Perché restare nel nostro paese? Ci sono ragioni economiche, senza dubbio, ma non sono essenziali; il profumo costoso versato da una donna sui piedi di Gesù non era forse un gesto di amore, e non di spreco? Se noi restiamo è perché i più piccoli possano celebrare la Pasqua intorno ai loro pastori, sacerdoti e vescovi.
È per vivere a livello locale quattro giorni di incontri, per condividerli con coloro che ancora non conoscono i doni speciali della persona handicappata, perché si intreccino dei legami duraturi con dei giovani amici che vivono nella nostra città.
Questo permetterebbe anche a quelli che vivono negli ospedali psichiatrici di partecipare alla celebrazione pasquale: alcuni infatti sarebbero di salute troppo fragile per andare fino a Lourdes.
Potremo anche invitarli a unirsi a noi, venendo, ad esempio, alla celebrazione della domenica di Pasqua alla cattedrale, mentre noi potremo andare a trovarli il venerdì all’ospedale.
Teresa de Bertodano (Inghilterra):
Sono battezzati, e hanno anch’essi il diritto e il bisogno di partecipare alla vita della chiesa.

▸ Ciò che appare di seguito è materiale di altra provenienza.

//! ALAC framing for the AirPlay sink.
//!
//! Buffers interleaved S16 PCM into 352-frame packets (the AirPlay
//! realtime packet size) and encodes each with the ALAC encoder.

use alac_encoder::{AlacEncoder, FormatDescription};

use airbridge_core::device::PcmFormat;
use airbridge_core::error::SinkError;

/// AirPlay realtime streams carry 352 frames per packet.
pub const FRAMES_PER_PACKET: u32 = 352;

/// PCM → ALAC packet framer.
pub struct AlacFramer {
    encoder: AlacEncoder,
    input_format: FormatDescription,
    channels: usize,
    buffer: Vec<i16>,
    output: Vec<u8>,
}

impl AlacFramer {
    pub fn new(format: PcmFormat) -> Result<Self, SinkError> {
        if format.channels == 0 {
            return Err(SinkError::UnsupportedFormat("zero channels".into()));
        }
        let alac_format = FormatDescription::alac(
            format.sample_rate as f64,
            FRAMES_PER_PACKET,
            format.channels as u32,
        );
        let input_format =
            FormatDescription::pcm::<i16>(format.sample_rate as f64, format.channels as u32);
        let encoder = AlacEncoder::new(&alac_format);

        // ALAC worst case is slightly larger than the raw PCM packet.
        let max_packet =
            FRAMES_PER_PACKET as usize * format.channels as usize * 2 + 256;

        Ok(Self {
            encoder,
            input_format,
            channels: format.channels as usize,
            buffer: Vec::new(),
            output: vec![0u8; max_packet],
        })
    }

    /// The ALAC magic cookie the session announces during setup.
    pub fn magic_cookie(&self) -> Vec<u8> {
        self.encoder.magic_cookie().to_vec()
    }

    fn samples_per_packet(&self) -> usize {
        FRAMES_PER_PACKET as usize * self.channels
    }

    fn encode_packet(
        &mut self,
        samples: &[i16],
        emit: &mut dyn FnMut(&[u8], u32) -> Result<(), SinkError>,
    ) -> Result<(), SinkError> {
        let frames = (samples.len() / self.channels) as u32;
        let input_bytes: Vec<u8> = samples.iter().flat_map(|s| s.to_ne_bytes()).collect();
        let encoded = self
            .encoder
            .encode(&self.input_format, &input_bytes, &mut self.output);
        emit(&self.output[..encoded], frames)
    }

    /// Feed PCM; `emit` is called once per completed packet with the
    /// encoded bytes and the frame count it covers.
    pub fn push(
        &mut self,
        samples: &[i16],
        mut emit: impl FnMut(&[u8], u32) -> Result<(), SinkError>,
    ) -> Result<(), SinkError> {
        self.buffer.extend_from_slice(samples);
        while self.buffer.len() >= self.samples_per_packet() {
            let per_packet = self.samples_per_packet();
            let packet: Vec<i16> = self.buffer.drain(..per_packet).collect();
            self.encode_packet(&packet, &mut emit)?;
        }
        Ok(())
    }

    /// Encode whatever remains, zero-padded to a full packet.
    pub fn flush(
        &mut self,
        mut emit: impl FnMut(&[u8], u32) -> Result<(), SinkError>,
    ) -> Result<(), SinkError> {
        if self.buffer.is_empty() {
            return Ok(());
        }
        let per_packet = self.samples_per_packet();
        self.buffer.resize(per_packet, 0);
        let packet: Vec<i16> = self.buffer.drain(..).collect();
        self.encode_packet(&packet, &mut emit)
    }
}

#[cfg(test)]
mod tests {
    use super::*;

    fn framer() -> AlacFramer {
        AlacFramer::new(PcmFormat::default()).unwrap()
    }

    mod framing {
        use super::*;

        #[test]
        fn short_input_emits_nothing() {
            let mut f = framer();
            let mut packets = 0;
            f.push(&[0i16; 100], |_, _| {
                packets += 1;
                Ok(())
            })
            .unwrap();
            assert_eq!(packets, 0);
        }

        #[test]
        fn a_full_packet_of_frames_emits_one_packet() {
            let mut f = framer();
            let mut emitted = Vec::new();
            f.push(&vec![1000i16; 352 * 2], |data, frames| {
                emitted.push((data.len(), frames));
                Ok(())
            })
            .unwrap();
            assert_eq!(emitted.len(), 1);
            assert_eq!(emitted[0].1, 352);
            assert!(emitted[0].0 > 0);
        }

        #[test]
        fn residue_carries_to_the_next_push() {
            let mut f = framer();
            let mut packets = 0;
            // 300 + 52 frames = exactly one packet.
            f.push(&vec![0i16; 300 * 2], |_, _| {
                packets += 1;
                Ok(())
            })
            .unwrap();
            assert_eq!(packets, 0);
            f.push(&vec![0i16; 52 * 2], |_, _| {
                packets += 1;
                Ok(())
            })
            .unwrap();
            assert_eq!(packets, 1);
        }

        #[test]
        fn flush_pads_and_emits_the_tail() {
            let mut f = framer();
            f.push(&vec![500i16; 100 * 2], |_, _| Ok(())).unwrap();
            let mut frames_out = 0;
            f.flush(|_, frames| {
                frames_out = frames;
                Ok(())
            })
            .unwrap();
            assert_eq!(frames_out, 352);
            // Nothing left after flush.
            f.flush(|_, _| panic!("empty framer must not emit")).unwrap();
        }

        #[test]
        fn magic_cookie_is_nonempty() {
            assert!(!framer().magic_cookie().is_empty());
        }

        #[test]
        fn emit_errors_propagate() {
            let mut f = framer();
            let result = f.push(&vec![0i16; 352 * 2], |_, _| {
                Err(SinkError::Closed)
            });
            assert!(matches!(result, Err(SinkError::Closed)));
        }
    }
}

Preparare e celebrare la Pasqua insieme, non potrebbe essere una occasione per creare dei legami con la loro parrocchia?
Una mamma inglese:
Il pellegrinaggio più importante, per me, è andare con il mio bambino dalla porta di casa a quella della chiesa parrocchiale.
Marie Jo Sambardier (Francia):
(mamma di Jean Pierre, 22 anni)
È a Lourdes nel 1971 che abbiamo scoperto il nostro ragazzo nella sua interiorità, abbiamo accettato la sua vita spirituale e il fatto che a suo modo annunzi la Buona Novella. Abbiamo notato come era stato sensibile ai gesti di Lourdes, ai segni di croce, all’acqua, al fuoco ecc. Abbiamo parlato spesso di Gesù, di Maria……. Ora è del tutto normale che sia lui a parlarcene. Abbiamo anche ricevuto questa grazia di vivere più in profondità col nostro ragazzo handicappato; le difficoltà restano, le preoccupazioni non mancano, ma ci ritroviamo su una via rischiarata da una luce “tanto più forte”.
Meditazione a modo mio
“Pellegrinaggio: una parola di ieri forse, ma anche una necessità di oggi!” dicevo tra me l’altro giorno. Congressi, giornate di studio, tavole rotonde, dibattiti di ogni genere! Quale professione, quale formazione politica, quale gruppo non ha i suoi giorni di incontro; sono regionali, nazionali, internazionali, mondiali!
Questo immenso bisogno di ritrovarsi, di scambiare, vien fuori da ogni parte: allora, un pellegrinaggio, che è un incontro, non è anche una risposta alla realtà attuale? Questo viaggiatore, il pellegrino, non è forse un uomo di oggi?
Contemplando tutti questi sforzi di discorsi, tonnellate di carta stampata, moderatori, microfoni, malinesi, milioni di parole, mi sono chiesta se, di fronte all’eccesso delle parole ed ai limiti del loro potere non risponde forse ad un bisogno attuale riabilitare il gesto, il “vivere insieme”, l'”aprire gli occhi”?
Un pellegrinaggio non è forse aprire il cammino dell’incontro a chi non ha la parola e riportare all’essenziale noi tutti che siamo sazi di parole?
Suggerimenti
- Tradurre in maniera spirituale da un lato, concreta dall’altro, il fatto che un pellegrino debba liberarsi di tutto per camminare.
- Essere un viaggiatore senza valigie: ci trasciniamo forse dietro il nostro confort, le nostre antipatie, il nostro passato…?
- Qual è il progetto della nostra comunità? Dove celebreremo la Pasqua 1981? (tenendo conto del desiderio e delle possibilità di ciascuno: alcuni andranno a Lourdes, altri festeggeranno Pasqua sul posto…)
- Che nome dare alla nostra comunità? (informarne il responsabile per la regione o nazionale).